There can be no doubt that it has been a success. The crowds were not as big as when John Paul visited in 1982, but they were never expected to be. Even so, numbers were surprising, particularly on the Mall in London on Saturday evening.

It was at the level of his engagement with British society that this pope garnered most success. His Westminster Hall address last Friday evening on the role of religion in society was something of an intellectual show-stopper that was accessible to all. It was listened to by his audience with rapt attention and received with resounding appreciation.

This was reflected in British media coverage on Saturday which was positive, with particularly favourable editorials in the Daily Telegraph and Times. Indeed the level of interest in this visit by British media was unexpected, particularly where Sky and the BBC were concerned.

There was also the genuine personal warmth between Archbishop of Canterbury Rowan Williams and Pope Benedict, which probably contributed more to a belief that history could be undone in relations between their churches than any of the liturgies they might share.

It would seem too that the British people in general were surprised to discover that, in place of the ferocious “panzer pope” they had been led to expect, they were presented with a smiling, polite, elderly gentleman who touched them in unexpected ways.

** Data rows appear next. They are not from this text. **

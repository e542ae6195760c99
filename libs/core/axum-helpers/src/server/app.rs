use super::shutdown::shutdown_signal;
use crate::errors::handlers::not_found;
use crate::http::{create_cors_layer, security_headers};
use axum::{Router, middleware};
use core_config::server::ServerConfig;
use std::io;
use std::time::Duration;
use tokio::net::TcpListener;
use tower_http::compression::CompressionLayer;
use tower_http::trace::{DefaultMakeSpan, DefaultOnResponse, TraceLayer};
use tracing::{Level, info, warn};
use utoipa::OpenApi;
use utoipa_swagger_ui::SwaggerUi;

/// Combines application routes with documentation and cross-cutting layers.
///
/// The returned router serves:
/// - `routes` as given (state already applied by the caller)
/// - Swagger UI at `/swagger-ui`, backed by `/api-docs/openapi.json`
/// - a JSON 404 for anything else
///
/// Layers: request tracing, security headers, response compression, and a
/// CORS layer when `server_config.cors_allowed_origins` is non-empty.
///
/// # Example
/// ```ignore
/// #[derive(OpenApi)]
/// #[openapi(paths(/* your paths */))]
/// struct ApiDoc;
///
/// let routes = Router::new().route("/example", get(handler)).with_state(state);
/// let router = create_router::<ApiDoc>(routes, &ServerConfig::default());
/// ```
pub fn create_router<T>(routes: Router, server_config: &ServerConfig) -> Router
where
    T: OpenApi + 'static,
{
    let router = Router::new()
        .merge(SwaggerUi::new("/swagger-ui").url("/api-docs/openapi.json", T::openapi()))
        .merge(routes)
        .fallback(not_found)
        .layer(
            TraceLayer::new_for_http()
                .make_span_with(DefaultMakeSpan::new().level(Level::INFO))
                .on_response(DefaultOnResponse::new().level(Level::INFO)),
        )
        .layer(middleware::from_fn(security_headers));

    let router = if server_config.cors_allowed_origins.is_empty() {
        router
    } else {
        info!(
            origins = ?server_config.cors_allowed_origins,
            "CORS configured"
        );
        router.layer(create_cors_layer(&server_config.cors_allowed_origins))
    };

    router.layer(CompressionLayer::new())
}

/// Serves `router` until SIGTERM/SIGINT, then runs `cleanup` within `shutdown_timeout`.
///
/// # Errors
/// Fails if the listener cannot bind or the server stops with an I/O error.
pub async fn create_production_app<F>(
    router: Router,
    server_config: &ServerConfig,
    shutdown_timeout: Duration,
    cleanup: F,
) -> io::Result<()>
where
    F: Future<Output = ()> + Send + 'static,
{
    let listener = TcpListener::bind(server_config.address()).await?;
    info!("Server starting on {}", listener.local_addr()?);

    serve_with_cleanup(listener, router, shutdown_signal(), shutdown_timeout, cleanup).await
}

/// Serves `router` on `listener` until `signal` resolves.
///
/// Once the signal fires the listener stops accepting connections and
/// in-flight requests run to completion. Only then does `cleanup` start
/// (closing database clients and the like); if it overruns
/// `shutdown_timeout` it is abandoned with a warning. Cleanup also runs when
/// the server stops with an I/O error.
pub async fn serve_with_cleanup<S, F>(
    listener: TcpListener,
    router: Router,
    signal: S,
    shutdown_timeout: Duration,
    cleanup: F,
) -> io::Result<()>
where
    S: Future<Output = ()> + Send + 'static,
    F: Future<Output = ()> + Send + 'static,
{
    let serve_result = axum::serve(listener, router.into_make_service())
        .with_graceful_shutdown(signal)
        .await
        .inspect_err(|e| {
            tracing::error!("Server encountered an error: {:?}", e);
        });

    info!("Starting cleanup tasks (timeout: {:?})", shutdown_timeout);
    match tokio::time::timeout(shutdown_timeout, cleanup).await {
        Ok(_) => info!("Cleanup completed successfully"),
        Err(_) => warn!(
            "Cleanup exceeded timeout of {:?}, forcing shutdown",
            shutdown_timeout
        ),
    }

    serve_result
}

#[cfg(test)]
mod tests {
    use super::*;
    use axum::{body::Body, http::Request, http::StatusCode, routing::get};
    use http_body_util::BodyExt;
    use std::sync::{Arc, Mutex};
    use tokio::io::{AsyncReadExt, AsyncWriteExt};
    use tokio::sync::oneshot;
    use tower::ServiceExt;

    #[derive(OpenApi)]
    #[openapi(info(title = "test"))]
    struct TestDoc;

    fn app(config: &ServerConfig) -> Router {
        let routes = Router::new().route("/ping", get(|| async { "pong" }));
        create_router::<TestDoc>(routes, config)
    }

    #[tokio::test]
    async fn test_routes_are_served_at_root() {
        let response = app(&ServerConfig::default())
            .oneshot(Request::get("/ping").body(Body::empty()).unwrap())
            .await
            .unwrap();
        assert_eq!(response.status(), StatusCode::OK);
        assert_eq!(response.headers()["x-frame-options"], "DENY");
    }

    #[tokio::test]
    async fn test_unknown_route_returns_json_404() {
        let response = app(&ServerConfig::default())
            .oneshot(Request::get("/nope").body(Body::empty()).unwrap())
            .await
            .unwrap();
        assert_eq!(response.status(), StatusCode::NOT_FOUND);

        let bytes = response.into_body().collect().await.unwrap().to_bytes();
        let body: serde_json::Value = serde_json::from_slice(&bytes).unwrap();
        assert_eq!(body["error"], "NOT_FOUND");
        assert_eq!(body["code"], 1004);
    }

    #[tokio::test]
    async fn test_openapi_document_is_served() {
        let response = app(&ServerConfig::default())
            .oneshot(
                Request::get("/api-docs/openapi.json")
                    .body(Body::empty())
                    .unwrap(),
            )
            .await
            .unwrap();
        assert_eq!(response.status(), StatusCode::OK);
    }

    #[tokio::test]
    async fn test_cors_layer_applied_when_origins_configured() {
        let mut config = ServerConfig::default();
        config.cors_allowed_origins = vec!["http://localhost:3000".to_string()];

        let response = app(&config)
            .oneshot(
                Request::get("/ping")
                    .header("origin", "http://localhost:3000")
                    .body(Body::empty())
                    .unwrap(),
            )
            .await
            .unwrap();
        assert_eq!(
            response.headers()["access-control-allow-origin"],
            "http://localhost:3000"
        );
    }

    #[tokio::test]
    async fn test_cleanup_runs_after_in_flight_requests_finish() {
        let events = Arc::new(Mutex::new(Vec::new()));
        let (started_tx, started_rx) = oneshot::channel::<()>();
        let started_tx = Arc::new(Mutex::new(Some(started_tx)));

        let handler_events = Arc::clone(&events);
        let routes = Router::new().route(
            "/slow",
            get(move || {
                let events = Arc::clone(&handler_events);
                let started_tx = Arc::clone(&started_tx);
                async move {
                    if let Some(tx) = started_tx.lock().unwrap().take() {
                        let _ = tx.send(());
                    }
                    tokio::time::sleep(Duration::from_millis(200)).await;
                    events.lock().unwrap().push("request");
                    "done"
                }
            }),
        );

        let listener = TcpListener::bind("127.0.0.1:0").await.unwrap();
        let addr = listener.local_addr().unwrap();

        let cleanup_events = Arc::clone(&events);
        let server = tokio::spawn(serve_with_cleanup(
            listener,
            routes,
            async move {
                let _ = started_rx.await;
            },
            Duration::from_secs(5),
            async move {
                cleanup_events.lock().unwrap().push("cleanup");
            },
        ));

        let mut stream = tokio::net::TcpStream::connect(addr).await.unwrap();
        stream
            .write_all(b"GET /slow HTTP/1.1\r\nHost: localhost\r\nConnection: close\r\n\r\n")
            .await
            .unwrap();
        let mut response = String::new();
        stream.read_to_string(&mut response).await.unwrap();
        assert!(response.starts_with("HTTP/1.1 200"));

        tokio::time::timeout(Duration::from_secs(5), server)
            .await
            .unwrap()
            .unwrap()
            .unwrap();
        assert_eq!(*events.lock().unwrap(), vec!["request", "cleanup"]);
    }

    #[tokio::test]
    async fn test_slow_cleanup_is_abandoned_after_timeout() {
        let listener = TcpListener::bind("127.0.0.1:0").await.unwrap();

        let result = tokio::time::timeout(
            Duration::from_secs(5),
            serve_with_cleanup(
                listener,
                Router::new(),
                async {},
                Duration::from_millis(50),
                std::future::pending::<()>(),
            ),
        )
        .await;

        assert!(result.unwrap().is_ok());
    }
}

This was particularly the case in Birmingham yesterday when he recalled “with shame and horror” the 70th anniversaries of the Battle of Britain and the bombing of Coventry. Such words uttered by a German who, as he said, “lived and suffered through the dark days of the Nazi regime”, gave the sentiment great force.

All that said, this visit unleashed in advance an anti-Catholicism in Britain which many had thought dead.

Dressed in the new clothes of “equality for all”, this vicious, vituperative style betrayed its true, ugly identity.